Film score by Alexandre Desplat
- Released: May 13, 2014
- Genre: Film score
- Length: 60:27
- Label: WaterTower Music
- Producers: Peter Afterman (exec.), Paul Broucek (exec.), Gareth Edwards (exec.), Jason Linn (exec.), Dave Jordan (exec.), Dominique Lemonnier

Alexandre Desplat chronology
| The Grand Budapest Hotel (2014) | Godzilla (Original Motion Picture Soundtrack) (2014) | The Imitation Game (2014) |

= Godzilla (2014 soundtrack) =

Godzilla (Original Motion Picture Soundtrack) is the soundtrack album to the 2014 American monster film Godzilla, composed and conducted by Alexandre Desplat and performed by the Hollywood Studio Symphony.

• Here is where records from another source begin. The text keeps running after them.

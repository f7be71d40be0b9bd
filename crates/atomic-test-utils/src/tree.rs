//! Build directory trees from a file list and snapshot them back.

use std::collections::BTreeMap;
use std::fs;
use std::path::{Path, PathBuf};

/// One entry of a snapshot.
#[derive(Debug, Clone, PartialEq, Eq)]
pub enum Node {
    Dir,
    File(Vec<u8>),
    Symlink(PathBuf),
}

/// Write `files` (relative path, contents) under `root`, creating parents.
///
/// # Panics
/// Panics if any filesystem operation fails.
pub fn write_tree(root: &Path, files: &[(&str, &str)]) {
    fs::create_dir_all(root)
        .unwrap_or_else(|e| panic!("write_tree: failed to create {}: {e}", root.display()));
    for (rel, contents) in files {
        let path = root.join(rel);
        if let Some(parent) = path.parent() {
            fs::create_dir_all(parent).unwrap_or_else(|e| {
                panic!("write_tree: failed to create {}: {e}", parent.display())
            });
        }
        fs::write(&path, contents)
            .unwrap_or_else(|e| panic!("write_tree: failed to write {}: {e}", path.display()));
    }
}

/// Every entry below `root`, keyed by `/`-separated relative path.
///
/// Directories are included so that stray empty directories show up in
/// comparisons. Symlinks are recorded by target, never followed.
///
/// # Panics
/// Panics if the tree cannot be read.
pub fn snapshot(root: &Path) -> BTreeMap<String, Node> {
    let mut out = BTreeMap::new();
    collect(root, "", &mut out);
    out
}

fn collect(dir: &Path, prefix: &str, out: &mut BTreeMap<String, Node>) {
    let entries = fs::read_dir(dir)
        .unwrap_or_else(|e| panic!("snapshot: failed to read {}: {e}", dir.display()));
    for entry in entries {
        let entry = entry.unwrap_or_else(|e| panic!("snapshot: bad entry in {}: {e}", dir.display()));
        let name = entry.file_name().to_string_lossy().into_owned();
        let rel = if prefix.is_empty() {
            name
        } else {
            format!("{prefix}/{name}")
        };
        let path = entry.path();
        let meta = fs::symlink_metadata(&path)
            .unwrap_or_else(|e| panic!("snapshot: failed to stat {}: {e}", path.display()));

        if meta.file_type().is_symlink() {
            let target = fs::read_link(&path).unwrap();
            out.insert(rel, Node::Symlink(target));
        } else if meta.is_dir() {
            collect(&path, &rel, out);
            out.insert(rel, Node::Dir);
        } else {
            out.insert(rel, Node::File(fs::read(&path).unwrap()));
        }
    }
}

#[cfg(test)]
mod tests {
    use super::*;

    #[test]
    fn snapshot_sees_written_tree() {
        let dir = tempfile::tempdir().unwrap();
        write_tree(dir.path(), &[("a/b.txt", "b"), ("top", "t")]);

        let snap = snapshot(dir.path());
        assert_eq!(snap.get("a"), Some(&Node::Dir));
        assert_eq!(snap.get("a/b.txt"), Some(&Node::File(b"b".to_vec())));
        assert_eq!(snap.get("top"), Some(&Node::File(b"t".to_vec())));
        assert_eq!(snap.len(), 3);
    }
}
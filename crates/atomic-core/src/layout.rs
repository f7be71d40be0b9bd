//! Where each journal entry lives during a merge
//!
//! Staged and backup copies sit next to their destination entry so that
//! every swap is a same-directory rename.

use std::path::{Path, PathBuf};

use atomic_fs::RelPath;
use atomic_fs::path::decorated_name;

const STAGED_SUFFIX: &str = ".~ai-new~";
const BACKUP_SUFFIX: &str = ".~ai-old~";
pub(crate) const CREATED_MARKER: &str = ".~ai-dir~";

/// Source and destination roots of one merge.
#[derive(Debug, Clone, PartialEq, Eq)]
pub struct MergeLayout {
    source: PathBuf,
    dest: PathBuf,
}

impl MergeLayout {
    pub fn new(source: impl Into<PathBuf>, dest: impl Into<PathBuf>) -> Self {
        Self {
            source: source.into(),
            dest: dest.into(),
        }
    }

    pub fn source(&self) -> &Path {
        &self.source
    }

    pub fn dest(&self) -> &Path {
        &self.dest
    }

    pub fn source_path(&self, entry: &RelPath) -> PathBuf {
        entry.under(&self.source)
    }

    pub fn dest_path(&self, entry: &RelPath) -> PathBuf {
        entry.under(&self.dest)
    }

    /// `dest/dir/.name.~ai-new~`
    pub fn staged_path(&self, entry: &RelPath) -> PathBuf {
        self.sibling(entry, STAGED_SUFFIX)
    }

    /// `dest/dir/.name.~ai-old~`
    pub fn backup_path(&self, entry: &RelPath) -> PathBuf {
        self.sibling(entry, BACKUP_SUFFIX)
    }

    /// `dest/dir/.~ai-dir~`, present while `dir` is one the merge created.
    pub fn created_marker(&self, dir: &RelPath) -> PathBuf {
        dir.under(&self.dest).join(CREATED_MARKER)
    }

    /// Destination directory holding `entry` and its siblings.
    pub fn dest_dir(&self, entry: &RelPath) -> PathBuf {
        match entry.parent() {
            Some(parent) => parent.under(&self.dest),
            None => self.dest.clone(),
        }
    }

    fn sibling(&self, entry: &RelPath, suffix: &str) -> PathBuf {
        self.dest_dir(entry)
            .join(decorated_name(entry.file_name(), ".", suffix))
    }
}

#[cfg(test)]
mod tests {
    use super::*;

    #[test]
    fn siblings_share_the_destination_directory() {
        let layout = MergeLayout::new("/src", "/dest");
        let entry = RelPath::try_from("a/c/d.txt").unwrap();

        assert_eq!(layout.source_path(&entry), Path::new("/src/a/c/d.txt"));
        assert_eq!(layout.dest_path(&entry), Path::new("/dest/a/c/d.txt"));
        assert_eq!(
            layout.staged_path(&entry),
            Path::new("/dest/a/c/.d.txt.~ai-new~")
        );
        assert_eq!(
            layout.backup_path(&entry),
            Path::new("/dest/a/c/.d.txt.~ai-old~")
        );
    }

    #[test]
    fn top_level_entries_live_in_dest_root() {
        let layout = MergeLayout::new("/src", "/dest");
        let entry = RelPath::try_from("f").unwrap();
        assert_eq!(layout.dest_dir(&entry), Path::new("/dest"));
        assert_eq!(layout.staged_path(&entry), Path::new("/dest/.f.~ai-new~"));
    }

    #[test]
    fn created_marker_sits_inside_the_directory() {
        let layout = MergeLayout::new("/src", "/dest");
        let dir = RelPath::try_from("a/c").unwrap();
        assert_eq!(layout.created_marker(&dir), Path::new("/dest/a/c/.~ai-dir~"));
        assert_eq!(layout.staged_path(&dir), Path::new("/dest/a/.c.~ai-new~"));
    }
}
//! Single-entry copy primitive
//!
//! Regular files are copied with their permission bits, ownership and
//! timestamps; symbolic links are recreated pointing at the same target with
//! the same ownership and timestamps. Anything else is refused.

use std::fs::{self, File};
use std::io;
use std::path::Path;

use filetime::FileTime;

use crate::{Error, Result};

/// Copy `src` to `dst`, replacing whatever non-directory `dst` holds.
///
/// The copied data is synced before returning.
pub fn copy_entry(src: &Path, dst: &Path) -> Result<()> {
    let meta = fs::symlink_metadata(src).map_err(|e| Error::io(src, e))?;
    let file_type = meta.file_type();

    remove_existing(dst)?;

    if file_type.is_file() {
        fs::copy(src, dst).map_err(|e| Error::io(dst, e))?;
        preserve_metadata(&meta, dst)?;
        File::open(dst)
            .and_then(|f| f.sync_all())
            .map_err(|e| Error::io(dst, e))?;
        Ok(())
    } else if file_type.is_symlink() {
        let target = fs::read_link(src).map_err(|e| Error::io(src, e))?;
        make_symlink(&target, dst)?;
        preserve_metadata(&meta, dst)
    } else {
        Err(Error::UnsupportedFileType {
            path: src.to_path_buf(),
        })
    }
}

/// Apply the owner, mode and timestamps of `meta` to `dst` without following
/// a link at `dst`.
fn preserve_metadata(meta: &fs::Metadata, dst: &Path) -> Result<()> {
    let is_symlink = meta.file_type().is_symlink();
    set_owner(meta, dst)?;
    // chown may clear set-id bits
    if !is_symlink {
        fs::set_permissions(dst, meta.permissions()).map_err(|e| Error::io(dst, e))?;
    }

    let atime = FileTime::from_last_access_time(meta);
    let mtime = FileTime::from_last_modification_time(meta);
    let result = if is_symlink {
        filetime::set_symlink_file_times(dst, atime, mtime)
    } else {
        filetime::set_file_times(dst, atime, mtime)
    };
    result.map_err(|e| Error::io(dst, e))
}

#[cfg(unix)]
fn set_owner(meta: &fs::Metadata, dst: &Path) -> Result<()> {
    use std::os::unix::fs::MetadataExt;

    match std::os::unix::fs::lchown(dst, Some(meta.uid()), Some(meta.gid())) {
        Ok(()) => Ok(()),
        Err(e) if e.kind() == io::ErrorKind::PermissionDenied => {
            tracing::trace!(path = %dst.display(), uid = meta.uid(), gid = meta.gid(), "ownership not preserved");
            Ok(())
        }
        Err(e) => Err(Error::io(dst, e)),
    }
}

#[cfg(not(unix))]
fn set_owner(_meta: &fs::Metadata, _dst: &Path) -> Result<()> {
    Ok(())
}

fn remove_existing(path: &Path) -> Result<()> {
    match fs::symlink_metadata(path) {
        Ok(meta) if meta.is_dir() => fs::remove_dir_all(path).map_err(|e| Error::io(path, e)),
        Ok(_) => fs::remove_file(path).map_err(|e| Error::io(path, e)),
        Err(e) if e.kind() == io::ErrorKind::NotFound => Ok(()),
        Err(e) => Err(Error::io(path, e)),
    }
}

#[cfg(unix)]
fn make_symlink(target: &Path, link: &Path) -> Result<()> {
    std::os::unix::fs::symlink(target, link).map_err(|e| Error::io(link, e))
}

#[cfg(not(unix))]
fn make_symlink(_target: &Path, link: &Path) -> Result<()> {
    Err(Error::UnsupportedFileType {
        path: link.to_path_buf(),
    })
}
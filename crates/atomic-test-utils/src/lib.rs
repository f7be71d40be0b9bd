//! Shared test utilities for the atomic-install workspace.
//!
//! Fixtures used by the engine, CLI and integration suites so that trees
//! are built and compared the same way everywhere. Dev-dependency only.
//!
//! # Modules
//!
//! - [`tree`]: writing trees from a file list and snapshotting them for comparison
//! - [`workspace`]: [`MergeWorkspace`] with source, destination and journal paths

pub mod tree;
pub mod workspace;

pub use tree::{Node, snapshot, write_tree};
pub use workspace::MergeWorkspace;
//! Durable I/O helpers
//!
//! Every helper here returns only after the change has been handed to
//! stable storage, so callers may record the step as done afterwards.

use std::fs::{self, File};
use std::io::{Seek, SeekFrom, Write};
use std::path::Path;

use crate::{Error, Result};

/// Overwrite `bytes` at `offset` and flush the file data to disk.
pub fn write_at_durable(file: &File, path: &Path, offset: u64, bytes: &[u8]) -> Result<()> {
    let mut handle = file;
    handle
        .seek(SeekFrom::Start(offset))
        .map_err(|e| Error::io(path, e))?;
    handle.write_all(bytes).map_err(|e| Error::io(path, e))?;
    file.sync_data().map_err(|e| Error::io(path, e))?;
    Ok(())
}

/// Flush a directory so that renames, creations and unlinks inside it
/// survive a crash.
#[cfg(unix)]
pub fn sync_dir(dir: &Path) -> Result<()> {
    let handle = File::open(dir).map_err(|e| Error::io(dir, e))?;
    handle.sync_all().map_err(|e| Error::io(dir, e))
}

/// Directory entries cannot be synced through a handle on this platform.
#[cfg(not(unix))]
pub fn sync_dir(_dir: &Path) -> Result<()> {
    Ok(())
}

/// Flush the directory containing `path`.
pub fn sync_parent(path: &Path) -> Result<()> {
    match path.parent() {
        Some(parent) if !parent.as_os_str().is_empty() => sync_dir(parent),
        _ => sync_dir(Path::new(".")),
    }
}

/// Unlink a file and flush its directory.
pub fn remove_file_durable(path: &Path) -> Result<()> {
    fs::remove_file(path).map_err(|e| Error::io(path, e))?;
    sync_parent(path)
}
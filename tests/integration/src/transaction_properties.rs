//! Property tests over randomly generated source and destination trees
//!
//! For any pair of trees, stopping after any number of steps and resuming
//! must give the same result as an uninterrupted run, and rolling back
//! before replacement must restore the destination exactly.

use std::collections::BTreeMap;

use atomic_core::{MergeEngine, MergeLayout, MergeOptions, NullReporter, Outcome, open_journal};
use atomic_test_utils::{MergeWorkspace, Node};
use proptest::prelude::*;

fn run(ws: &MergeWorkspace, options: MergeOptions) -> atomic_core::Result<Outcome> {
    let (journal, _) = open_journal(&ws.journal(), &ws.source(), &options)?;
    let mut reporter = NullReporter;
    MergeEngine::new(
        journal,
        MergeLayout::new(ws.source(), ws.dest()),
        options,
        &mut reporter,
    )
    .run()
}

fn one_step() -> MergeOptions {
    MergeOptions {
        one_step: true,
        ..MergeOptions::default()
    }
}

/// Paths drawn from a small alphabet so source and destination overlap.
fn file_set() -> impl Strategy<Value = BTreeMap<String, String>> {
    let path = prop::sample::select(vec![
        "f", "g", "d/f", "d/g", "d/e/f", "x/y/z", "x/w",
    ]);
    prop::collection::btree_map(path, "[a-z]{0,12}", 0..6).prop_map(|map| {
        map.into_iter()
            .map(|(k, v)| (k.to_string(), v))
            .collect()
    })
}

/// Drop entries whose path is a prefix directory of another entry.
fn consistent(mut files: BTreeMap<String, String>) -> BTreeMap<String, String> {
    let keys: Vec<String> = files.keys().cloned().collect();
    files.retain(|k, _| !keys.iter().any(|other| other.starts_with(&format!("{k}/"))));
    files
}

fn as_pairs(files: &BTreeMap<String, String>) -> Vec<(&str, &str)> {
    files.iter().map(|(k, v)| (k.as_str(), v.as_str())).collect()
}

fn workspace(source: &BTreeMap<String, String>, dest: &BTreeMap<String, String>) -> MergeWorkspace {
    MergeWorkspace::with_trees(&as_pairs(source), &as_pairs(dest))
}

fn reference_install(
    source: &BTreeMap<String, String>,
    dest: &BTreeMap<String, String>,
) -> BTreeMap<String, Node> {
    let ws = workspace(source, dest);
    assert_eq!(run(&ws, MergeOptions::default()).unwrap(), Outcome::Installed);
    ws.dest_snapshot()
}

proptest! {
    #![proptest_config(ProptestConfig::with_cases(48))]

    #[test]
    fn resumed_install_matches_uninterrupted(
        source in file_set().prop_map(consistent),
        dest in file_set().prop_map(consistent),
        pause_after in 0usize..4,
    ) {
        // Both trees share one destination, so keep only non-conflicting shapes.
        let combined: BTreeMap<String, String> =
            dest.iter().chain(source.iter()).map(|(k, v)| (k.clone(), v.clone())).collect();
        prop_assume!(consistent(combined.clone()).len() == combined.len());

        let expected = reference_install(&source, &dest);

        let ws = workspace(&source, &dest);
        for _ in 0..pause_after {
            run(&ws, one_step()).unwrap();
        }
        prop_assert_eq!(run(&ws, MergeOptions::default()).unwrap(), Outcome::Installed);

        prop_assert_eq!(ws.dest_snapshot(), expected);
        prop_assert!(ws.leftovers().is_empty());
        prop_assert!(!ws.journal().exists());
    }

    #[test]
    fn rollback_before_replace_restores_destination(
        source in file_set().prop_map(consistent),
        dest in file_set().prop_map(consistent),
        steps in 0usize..3,
    ) {
        let combined: BTreeMap<String, String> =
            dest.iter().chain(source.iter()).map(|(k, v)| (k.clone(), v.clone())).collect();
        prop_assume!(consistent(combined.clone()).len() == combined.len());
        let ws = workspace(&source, &dest);
        let before = ws.dest_snapshot();

        let (journal, _) = open_journal(&ws.journal(), &ws.source(), &MergeOptions::default()).unwrap();
        journal.close().unwrap();
        for _ in 0..steps {
            run(&ws, one_step()).unwrap();
        }

        let rollback = MergeOptions { rollback: true, ..MergeOptions::default() };
        prop_assert_eq!(run(&ws, rollback).unwrap(), Outcome::RolledBack);
        prop_assert_eq!(ws.dest_snapshot(), before);
        prop_assert!(!ws.journal().exists());
    }
}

The film score was released digitally by WaterTower Music on May 13, 2014, and a separate vinyl album was launched on June 17.

Professional ratings
Review scores
| Source | Rating |
| AllMusic | Star |
| Movie Wave Net | Star |
| Filmtracks | Star |

== Development ==
Desplat had not composed previously for a monster film, having worked on movies such as The Curious Case of Benjamin Button (2008), The King's Speech (2010) and the final two Harry Potter films. He accepted the contract after being impressed with Edwards' film Monsters. He further describes the soundtrack for Godzilla as "non-stop fortissimo, with lots of brass, Japanese drums, and electric violin." Desplat described that "discovering and sustaining an emotional center against a backdrop of burning buildings, dazzling explosions and monsters" as one of his biggest challenges and to sustain this, he kept the score "organic" utilizing the various colors of an orchestra to match the nuances of the film’s ensemble cast and "emphasize these characters’ broken souls".

== Track listing ==

- Songs featured in the film and not included in the soundtrack

| # | Title | Performer(s) |
|---|---|---|
| 1 | "Glad About That" | Linda Ballentine |
| 2 | "Breakfast in Bed" | Dusty Springfield |
| 3 | "The Weathered Man" | The Holy Bridge Orchestra |
| 4 | "See the Way" | LikeWize |
| 5 | "Ka Huila Wai" | Israel Kamakawiwoʻole |
| 6 | "My Heart Can Feel the Pain" | The Tonettes |
| 7 | "(You're the) Devil in Disguise" | Elvis Presley |
| 8 | "Requiem for Soprano, Mezzo-Soprano, 2 Mixed Choirs and Orchestra" by György Ligeti | Frankfurt Radio Symphony Orchestra, Bavarian Radio Chorus |

Godzilla (Original Motion Picture Soundtrack)
| No. | Title | Length |
|---|---|---|
| 1. | "Godzilla!" | 2:09 |
| 2. | "Inside The Mines" | 2:25 |
| 3. | "The Power Plant" | 5:49 |
| 4. | "To Q Zone" | 2:56 |
| 5. | "Back to Janjira" | 6:00 |
| 6. | "Muto Hatch" | 3:14 |
| 7. | "In The Jungle" | 2:00 |
| 8. | "The Wave" | 3:04 |
| 9. | "Airport Attack" | 1:48 |
| 10. | "Missing Spore" | 3:58 |
| 11. | "Vegas Aftermath" | 3:23 |
| 12. | "Ford Rescued" | 1:23 |
| 13. | "Following Godzilla" | 2:02 |
| 14. | "Golden Gate Chaos" | 2:51 |
| 15. | "Let Them Fight" | 1:39 |
| 16. | "Entering The Nest" | 3:01 |
| 17. | "Two Against One" | 4:51 |
| 18. | "Last Shot" | 1:58 |
| 19. | "Godzilla's Victory" | 3:03 |
| 20. | "Back To The Ocean" | 3:40 |
| Total length: |  | 60:27 |

== Future ==
For the sequels in MonsterVerse, Godzilla: King of the Monsters (2019) and Godzilla vs. Kong (2021), Bear McCreary and Tom Holkenborg respectively composed the film scores for the counterparts. While McCreary used samples from Desplat's score in Godzilla, and had also incorporated Akira Ifukube's Godzilla themes, Holkenborg produced new themes for Godzilla vs. Kong, disregarding Ifukube's and Desplat's themes.

== Sources ==
- Kalat, David (2010). "A Critical History and Filmography of Toho's Godzilla Series"
- Ryfle, Steve (1998). "Japan's Favorite Mon-Star: The Unauthorized Biography of the Big G"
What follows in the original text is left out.